Commercial software company Northscale has changed its name to Membase. The move coincides with the first public release of its open-source NoSQL database, Membase 1.6.

For the past eight months, Membase has been undergoing an intensive beta period at Zynga. That company uses Membase as the storage engine for its popular Farmville Facebook game, as well as for other properties. James Phillips, senior vice president of products and cofounder of Membase, said Zynga was specifically looking for a replacement for its combination of Memcached and MySQL.

“If you look at existing database technologies, almost invariably you also need caching,” he said. “Zynga had hundreds of Memcached servers and sharded MySQL servers. Their application logic was writing to their MySQL and their Memcached layer, and managing these two discrete clusters.

“They were getting durability and administrator familiarity out of MySQL, and simplicity and performance out of Memcached. What they wanted was something that combined those two things into a single unit they could manage. Instead of sticking it in a cache and in a database, they wanted something that they could put the data into that could scale elastically, but was also available across partitions. Membase looks like and performs like Memcached, but also provides durability like MySQL.”
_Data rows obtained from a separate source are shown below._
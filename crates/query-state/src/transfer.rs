//! Token transfer rows.
//!
//! Unlike the flat schemas, a transfer nests its asset in the last field:
//!
//! ```text
//! transfers = id:address:addressOrEns:chainId:assetType:asset (;-separated)
//! transfer  =    address:addressOrEns:chainId:assetType:asset
//! asset     = assetAddress|n1|n2
//! ```
//!
//! For `erc20`, `n1` is the decimals and `n2` the quantity (float). For
//! `erc721` and `erc1155`, `n1` is the token id and `n2` the quantity
//! (integer). A row is kept only if its asset is complete: a known type, a
//! valid EVM asset address and both numbers present.

use query_state_codec::{RecordList, FIELD_DELIMITER, RECORD_DELIMITER, SENTINEL};
use query_state_util::{format_number, is_address, parse_float, parse_int};
use serde::{Deserialize, Serialize};
use tracing::debug;

use crate::parser::{Parser, WithDefault};

pub const TRANSFERS_KEY: &str = "transfers";
pub const TRANSFER_KEY: &str = "transfer";

const ASSET_DELIMITER: char = '|';

/// The token moved by a transfer.
#[derive(Debug, Clone, PartialEq, Serialize, Deserialize)]
#[serde(tag = "assetType", content = "asset", rename_all = "lowercase")]
pub enum TransferAsset {
    Erc20 {
        address: Option<String>,
        decimals: i64,
        quantity: f64,
    },
    Erc721 {
        address: Option<String>,
        #[serde(rename = "tokenId")]
        token_id: i64,
        quantity: i64,
    },
    Erc1155 {
        address: Option<String>,
        #[serde(rename = "tokenId")]
        token_id: i64,
        quantity: i64,
    },
}

impl TransferAsset {
    pub fn asset_type(&self) -> &'static str {
        match self {
            TransferAsset::Erc20 { .. } => "erc20",
            TransferAsset::Erc721 { .. } => "erc721",
            TransferAsset::Erc1155 { .. } => "erc1155",
        }
    }

    fn decode(asset_type: &str, raw: &str) -> Option<Self> {
        let mut parts = raw.split(ASSET_DELIMITER);
        let address = parts.next().filter(|address| *address != SENTINEL)?;
        if !is_address(address) {
            return None;
        }
        let address = Some(address.to_string());
        let first = parts.next().unwrap_or_default();
        let second = parts.next().unwrap_or_default();

        match asset_type {
            "erc20" => Some(TransferAsset::Erc20 {
                address,
                decimals: parse_int(first)?,
                quantity: parse_float(second)?,
            }),
            "erc721" => Some(TransferAsset::Erc721 {
                address,
                token_id: parse_int(first)?,
                quantity: parse_int(second)?,
            }),
            "erc1155" => Some(TransferAsset::Erc1155 {
                address,
                token_id: parse_int(first)?,
                quantity: parse_int(second)?,
            }),
            _ => None,
        }
    }

    fn encode(&self) -> String {
        let (address, first, second) = match self {
            TransferAsset::Erc20 {
                address,
                decimals,
                quantity,
            } => (address, decimals.to_string(), format_number(*quantity)),
            TransferAsset::Erc721 {
                address,
                token_id,
                quantity,
            }
            | TransferAsset::Erc1155 {
                address,
                token_id,
                quantity,
            } => (address, token_id.to_string(), quantity.to_string()),
        };
        format!(
            "{}{ASSET_DELIMITER}{first}{ASSET_DELIMITER}{second}",
            address.as_deref().unwrap_or(SENTINEL)
        )
    }
}

/// A transfer row: recipient, chain and asset.
#[derive(Debug, Clone, Default, PartialEq, Serialize, Deserialize)]
#[serde(rename_all = "camelCase")]
pub struct TokenTransfer {
    pub address: Option<String>,
    pub address_or_ens: Option<String>,
    pub chain_id: Option<i64>,
    #[serde(flatten)]
    pub asset: Option<TransferAsset>,
}

fn optional(raw: Option<&str>) -> Option<String> {
    raw.filter(|raw| *raw != SENTINEL).map(str::to_string)
}

impl TokenTransfer {
    /// Decode `address:addressOrEns:chainId:assetType:asset`.
    fn decode(parts: &[&str]) -> Option<Self> {
        let field = |i: usize| parts.get(i).copied();
        let asset_type = field(3).unwrap_or(SENTINEL);
        let asset = TransferAsset::decode(asset_type, field(4).unwrap_or_default())?;
        Some(Self {
            address: optional(field(0)),
            address_or_ens: optional(field(1)),
            chain_id: field(2).and_then(parse_int),
            asset: Some(asset),
        })
    }

    fn encode(&self) -> String {
        let (asset_type, asset) = match &self.asset {
            Some(asset) => (asset.asset_type(), asset.encode()),
            None => (SENTINEL, String::new()),
        };
        let chain_id = self.chain_id.unwrap_or(0).to_string();
        [
            self.address.as_deref().unwrap_or(SENTINEL),
            self.address_or_ens.as_deref().unwrap_or(SENTINEL),
            chain_id.as_str(),
            asset_type,
            asset.as_str(),
        ]
        .join(&FIELD_DELIMITER.to_string())
    }
}

/// Parser for the `transfers` list.
#[derive(Debug, Clone, Copy, Default)]
pub struct TransfersParser;

impl TransfersParser {
    pub fn parse(&self, raw: &str) -> RecordList<TokenTransfer> {
        let mut list = RecordList::new();
        for (position, token) in raw.split(RECORD_DELIMITER).enumerate() {
            if token.is_empty() {
                continue;
            }
            let parts: Vec<&str> = token.split(FIELD_DELIMITER).collect();
            let Some(transfer) = TokenTransfer::decode(&parts[1..]) else {
                debug!(key = TRANSFERS_KEY, record = position, "dropping incomplete transfer");
                continue;
            };
            if !list.place(parts[0], transfer) {
                debug!(
                    key = TRANSFERS_KEY,
                    record = position,
                    index = parts[0],
                    "dropping transfer with out-of-range index"
                );
            }
        }
        list
    }

    pub fn serialize(&self, list: &RecordList<TokenTransfer>) -> String {
        list.entries()
            .map(|(index, transfer)| format!("{index}{FIELD_DELIMITER}{}", transfer.encode()))
            .collect::<Vec<_>>()
            .join(&RECORD_DELIMITER.to_string())
    }
}

impl Parser for TransfersParser {
    type Value = RecordList<TokenTransfer>;

    fn parse(&self, raw: &str) -> Option<Self::Value> {
        Some(TransfersParser::parse(self, raw))
    }

    fn serialize(&self, value: &Self::Value) -> String {
        TransfersParser::serialize(self, value)
    }
}

/// Parser for the single `transfer` parameter.
#[derive(Debug, Clone, Copy, Default)]
pub struct TransferParser;

impl Parser for TransferParser {
    type Value = TokenTransfer;

    fn parse(&self, raw: &str) -> Option<TokenTransfer> {
        if raw.is_empty() {
            return None;
        }
        let parts: Vec<&str> = raw.split(FIELD_DELIMITER).collect();
        let transfer = TokenTransfer::decode(&parts);
        if transfer.is_none() {
            debug!(key = TRANSFER_KEY, "dropping incomplete transfer");
        }
        transfer
    }

    fn serialize(&self, value: &TokenTransfer) -> String {
        value.encode()
    }
}

pub fn transfers_parser() -> WithDefault<TransfersParser> {
    TransfersParser.with_default(RecordList::new())
}

pub fn transfer_parser(initial: Option<TokenTransfer>) -> WithDefault<TransferParser> {
    TransferParser.with_default(initial.unwrap_or_default())
}

#[cfg(test)]
mod tests {
    use super::*;

    const TOKEN: &str = "0x5aaeb6053f3e94c9b9a09f33669435e7ef1beaed";

    fn erc20_transfer() -> TokenTransfer {
        TokenTransfer {
            address: Some("0x1111111111111111111111111111111111111111".to_string()),
            address_or_ens: Some("alice.eth".to_string()),
            chain_id: Some(10),
            asset: Some(TransferAsset::Erc20 {
                address: Some(TOKEN.to_string()),
                decimals: 6,
                quantity: 1.5,
            }),
        }
    }

    #[test]
    fn test_transfers_erc20() {
        let raw = format!("0:0x1111111111111111111111111111111111111111:alice.eth:10:erc20:{TOKEN}|6|1.5");
        let list = TransfersParser.parse(&raw);
        assert_eq!(list.get(0), Some(&erc20_transfer()));
        assert_eq!(TransfersParser.serialize(&list), raw);
    }

    #[test]
    fn test_transfers_nft_and_hole() {
        let raw = format!("1:_:bob.eth:1:erc721:{TOKEN}|42|1");
        let list = TransfersParser.parse(&raw);
        assert_eq!(list.len(), 2);
        assert_eq!(list.get(0), None);
        assert_eq!(
            list.get(1).and_then(|t| t.asset.clone()),
            Some(TransferAsset::Erc721 {
                address: Some(TOKEN.to_string()),
                token_id: 42,
                quantity: 1,
            })
        );
    }

    #[test]
    fn test_transfers_drop_incomplete() {
        let raw = format!(
            "0:_:_:1:erc20:0xnotanaddress|6|1;1:_:_:1:erc1155:{TOKEN}|x|1;2:_:_:1:erc777:{TOKEN}|1|1;3:_:_:1"
        );
        assert!(TransfersParser.parse(&raw).is_empty());
    }

    #[test]
    fn test_transfers_chain_id_unparsable() {
        let raw = format!("0:_:_:mainnet:erc1155:{TOKEN}|7|3");
        let list = TransfersParser.parse(&raw);
        assert_eq!(list.get(0).and_then(|t| t.chain_id), None);
        // An absent chain id serializes as 0.
        assert_eq!(TransfersParser.serialize(&list), format!("0:_:_:0:erc1155:{TOKEN}|7|3"));
    }

    #[test]
    fn test_transfer_without_asset_serializes_sentinel_type() {
        let transfer = TokenTransfer {
            address: Some("0xabc".to_string()),
            ..TokenTransfer::default()
        };
        assert_eq!(TransferParser.serialize(&transfer), "0xabc:_:0:_:");
        // Without an asset the row does not parse back.
        assert_eq!(Parser::parse(&TransferParser, "0xabc:_:0:_:"), None);
    }

    #[test]
    fn test_single_transfer() {
        let raw = format!("0x1111111111111111111111111111111111111111:alice.eth:10:erc20:{TOKEN}|6|1.5");
        assert_eq!(Parser::parse(&TransferParser, &raw), Some(erc20_transfer()));
        assert_eq!(Parser::parse(&TransferParser, ""), None);
    }

    #[test]
    fn test_transfer_parser_default() {
        let parser = transfer_parser(None);
        assert_eq!(parser.parse_server_side(Some("garbage")), TokenTransfer::default());
        let parser = transfer_parser(Some(erc20_transfer()));
        assert_eq!(parser.parse_server_side(None), erc20_transfer());
    }

    #[test]
    fn test_transfer_json_shape() {
        let json = serde_json::to_value(erc20_transfer()).unwrap();
        assert_eq!(json["assetType"], "erc20");
        assert_eq!(json["asset"]["decimals"], 6);
        assert_eq!(json["chainId"], 10);
    }
}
As a NoSQL, Membase is in the C and P corner of the CAP triangle (consistency, availability, partitions: choose two). That means Membase is immediately consistent and can function in a partitioned network. Phillips said there’s a reason Membase is not in the A and P corner, instead.

“If you look at A-P solutions, they require the application to be aware of the potential for lack of consistency. They require you to do quorum reads and writes, and to be aware of reads and writes and be in a posture to deal with conflicts,” he said.

“One of the holes in NoSQL is that it is, in many, many cases, far more appropriate to architect your software to minimize the risk of partitions and be able to deal with that instead of loading the application with a lot of complexity. A-P is hard. It’s hard from an application logic perspective. People have avoided these solutions because the application development model is so different.”

Though Membase is an open-source project, developers wishing to use the project in production environments can pay US$1,000 per node per month for service and support from Membase.